As John Oliver pointed out with biting and brilliant humor on his HBO show “Last Week Tonight” this past Sunday, it’s both astonishing and shameful that the United States is the only major country in the world that doesn’t mandate paid maternity leave for its working women.
In fact, Canada and most of Europe and Central Asia provide a minimum of 26 weeks of paid leave for new mothers.
The United States does have laws that guarantee unpaid maternity leave, but even those laws apply to only about 40 percent of women in the U.S. work force. Furthermore, many, many women, particularly those toiling in low-wage jobs, cannot afford to take much unpaid leave.

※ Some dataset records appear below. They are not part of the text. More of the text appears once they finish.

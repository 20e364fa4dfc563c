//! Configuration file loading and environment variable handling.
//!
//! Precedence: CLI args > Environment vars > Config file > Defaults

use serde::Deserialize;
use std::fs;
use std::path::PathBuf;

/// Default config file content for `--config-init`.
pub const DEFAULT_CONFIG: &str = r#"# Datumorbit configuration
# See: dorb --help for all options

# Date backend: "chrono" or "time"
driver = "chrono"

# Disable colored output
no_color = false
"#;

/// Configuration loaded from file and environment.
#[derive(Debug, Default, Deserialize)]
#[serde(default)]
pub struct Config {
    pub driver: Option<String>,
    pub no_color: Option<bool>,
}

impl Config {
    /// Get the config file path.
    ///
    /// - Linux/macOS: `~/.config/dorb/config.toml`
    /// - Windows: `%APPDATA%\dorb\config.toml`
    pub fn path() -> Option<PathBuf> {
        dirs::config_dir().map(|p| p.join("dorb").join("config.toml"))
    }

    /// Load config from file. Returns default if file doesn't exist.
    pub fn load() -> Self {
        let Some(path) = Self::path() else {
            return Self::default();
        };

        let Ok(contents) = fs::read_to_string(&path) else {
            return Self::default();
        };

        toml::from_str(&contents).unwrap_or_else(|e| {
            eprintln!("Warning: Failed to parse {}: {}", path.display(), e);
            Self::default()
        })
    }

    /// Get driver with precedence: env > config > default.
    pub fn driver(&self) -> String {
        std::env::var("DORB_DRIVER")
            .ok()
            .or_else(|| self.driver.clone())
            .unwrap_or_else(|| "chrono".to_string())
    }

    /// Get no_color with precedence: env > config > default.
    ///
    /// Respects the `NO_COLOR` standard (https://no-color.org/).
    pub fn no_color(&self) -> bool {
        // NO_COLOR is a standard - presence means disable color
        if std::env::var("NO_COLOR").is_ok() {
            return true;
        }
        if std::env::var("DORB_NO_COLOR").is_ok() {
            return true;
        }
        self.no_color.unwrap_or(false)
    }
}

#[cfg(test)]
mod tests {
    use super::*;

    #[test]
    fn test_default_config_parses() {
        let config: Config = toml::from_str(DEFAULT_CONFIG).unwrap();
        assert_eq!(config.driver.as_deref(), Some("chrono"));
        assert_eq!(config.no_color, Some(false));
    }

    #[test]
    fn test_empty_config_is_valid() {
        let config: Config = toml::from_str("").unwrap();
        assert!(config.driver.is_none());
        assert!(config.no_color.is_none());
    }
}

Oliver singled out some Minnesota lawmakers — in particular, Republican Sens. Dan Hall, Paul Gazelka, Roger Chamberlain and Brandon Petersen — for posting effusive Mother’s Day video messages despite voting last year against the Women’s Economic Security Act, which expanded unpaid maternity leave from six to 12 weeks as well as other workplace protections for women.
“You can’t have it both ways,” Oliver said. “You can’t go on and on about how much you love mothers, and then fail to support legislation that makes life easier for them.”

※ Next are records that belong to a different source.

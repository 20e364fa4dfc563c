//! Driver trait definition.

use crate::parts::{FormatType, Part};
use crate::span::Span;
use crate::types::{DateFields, DateInput, DateValue};

/// Metadata about a driver for help/documentation.
#[derive(Debug, Clone)]
pub struct DriverInfo {
    /// Unique identifier (e.g., "chrono")
    pub id: &'static str,
    /// Human-readable name (e.g., "Chrono")
    pub name: &'static str,
    /// The date-arithmetic crate backing the driver
    pub backend: &'static str,
    /// Short description
    pub description: &'static str,
}

/// Uniform date operations over a specific date-arithmetic backend.
///
/// Everything above the driver (comparison helpers, grid computation, the
/// CLI) calls this trait and never the backing crate, so backends can be
/// swapped at composition time without touching call sites.
///
/// All operations are total: invalid date input yields `None` rather than a
/// panic or an error type, so callers degrade gracefully (skip a label,
/// leave a cell empty) instead of handling failures.
pub trait DateDriver: Send + Sync {
    /// Unique identifier for this driver (e.g., "chrono", "time").
    fn id(&self) -> &'static str;

    /// Human-readable name (e.g., "Chrono").
    fn name(&self) -> &'static str;

    /// Get driver metadata for help/documentation.
    fn info(&self) -> DriverInfo {
        DriverInfo {
            id: self.id(),
            name: self.name(),
            backend: "",
            description: "",
        }
    }

    /// Short aliases for this driver (e.g., "c" for "chrono").
    fn aliases(&self) -> &'static [&'static str] {
        &[]
    }

    /// Check if the given name matches this driver's id or any alias.
    fn matches_name(&self, name: &str) -> bool {
        self.id() == name || self.aliases().contains(&name)
    }

    /// Normalize a date-like input into the internal representation.
    ///
    /// Idempotent: normalizing an already-normalized value returns it
    /// unchanged.
    fn normalize(&self, input: &DateInput) -> Option<DateValue>;

    /// Parse text with a backend-native pattern (e.g. a date previously
    /// rendered via [`Self::format_string`]).
    fn parse_pattern(&self, text: &str, pattern: &str) -> Option<DateValue>;

    /// The current date/time, UTC.
    fn now(&self) -> DateValue;

    /// Render a date-like input with a backend-native pattern. `None`
    /// pattern means the default serialized form (full ISO 8601).
    fn format(&self, input: &DateInput, pattern: Option<&str>) -> Option<String>;

    /// Truncate to the start boundary of the given part.
    fn start_of(&self, input: &DateInput, part: Part) -> Option<DateValue>;

    /// Extend to the end boundary of the given part (inclusive, at
    /// millisecond precision).
    fn end_of(&self, input: &DateInput, part: Part) -> Option<DateValue>;

    /// Overwrite named fields. A weekday field moves the value within its
    /// Monday-based week; out-of-range fields yield `None`.
    fn set(&self, input: &DateInput, fields: &DateFields) -> Option<DateValue>;

    /// Shift by a calendar span, largest unit first. Month and year
    /// arithmetic clamps the day to the target month's length.
    fn add(&self, input: &DateInput, span: &Span) -> Option<DateValue>;

    /// Shift backwards by a calendar span.
    fn subtract(&self, input: &DateInput, span: &Span) -> Option<DateValue> {
        self.add(input, &span.negated())
    }

    /// Signed whole-unit difference `a - b` expressed in the part's unit.
    fn diff(&self, a: &DateInput, b: &DateInput, part: Part) -> Option<i64>;

    /// Extract the numeric component for the given part.
    fn get(&self, input: &DateInput, part: Part) -> Option<i64>;

    /// Number of days in the input's month.
    fn days_in_month(&self, input: &DateInput) -> Option<u8>;

    /// Monday-based index of the first day of the week (0 = Monday).
    fn first_day_of_week(&self) -> u8 {
        0
    }

    /// The backend-native pattern string for a named display format.
    fn format_string(&self, format_type: FormatType) -> &'static str;

    /// Monday-based weekday index, 0-6. Equals `get(input, Part::Weekdays)`.
    fn weekday(&self, input: &DateInput) -> Option<u8> {
        self.get(input, Part::Weekdays).map(|w| w as u8)
    }
}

Oliver’s piece focuses on the economic and physical burdens that new mothers endure in the U.S. because of the country’s regressive approach to maternal leave. But this is not only an economic issue. Maternal leave (and that includes leave prior to delivery, too) is also an important public health issue.
Here are a just a few reasons why:
- Pregnant women who take no leave before their baby’s birth are nearly four times more likely to deliver by cesarean section than women who take pre-natal leave. They are also more likely to give birth prematurely and to deliver babies who are small for their gestational age.
- Women need time to recover from pregnancy and childbirth — even if they aren’t among the 50,000 U.S. women each year who experience serious health complications during pregnancy. (In fact, one in five pregnant women in the U.S. are advised to spend a minimum of one week on bed rest or to severely restrict their activities in other ways during the course of their pregnancy.) Studies have found, not surprisingly, that new mothers who take more than 12 weeks of leave have less fatigue and anxiety — and much more energy.
- Research also suggests that extended maternal leave reduces the risk of postpartum depression. A 2013 study that followed 800 new Minnesota mothers reported that at six weeks, 12 weeks or six months after delivering their child, the mothers who hadn’t returned to work were significantly less likely to be experiencing symptoms of depression.
- Going back to work too soon is a significant barrier for breastfeeding. Although the Affordable Care Act has introduced policies that (on paper, at least) make pumping and storing breast milk at work easier, only about half of U.S. babies are being fed breast milk at six months — the minimum length of time recommended by health officials to ensure the best health possible for the baby. Research has found that mothers who take less than six weeks of maternity leave are four times more likely to stop breastfeeding after returning to work than those mothers who did not return to work.
You can watch John Oliver’s segment on U.S. maternal leave (or, rather, the lack of it) above. His discussion about Minnesota’s lawmakers begins at the 8:55-minute mark.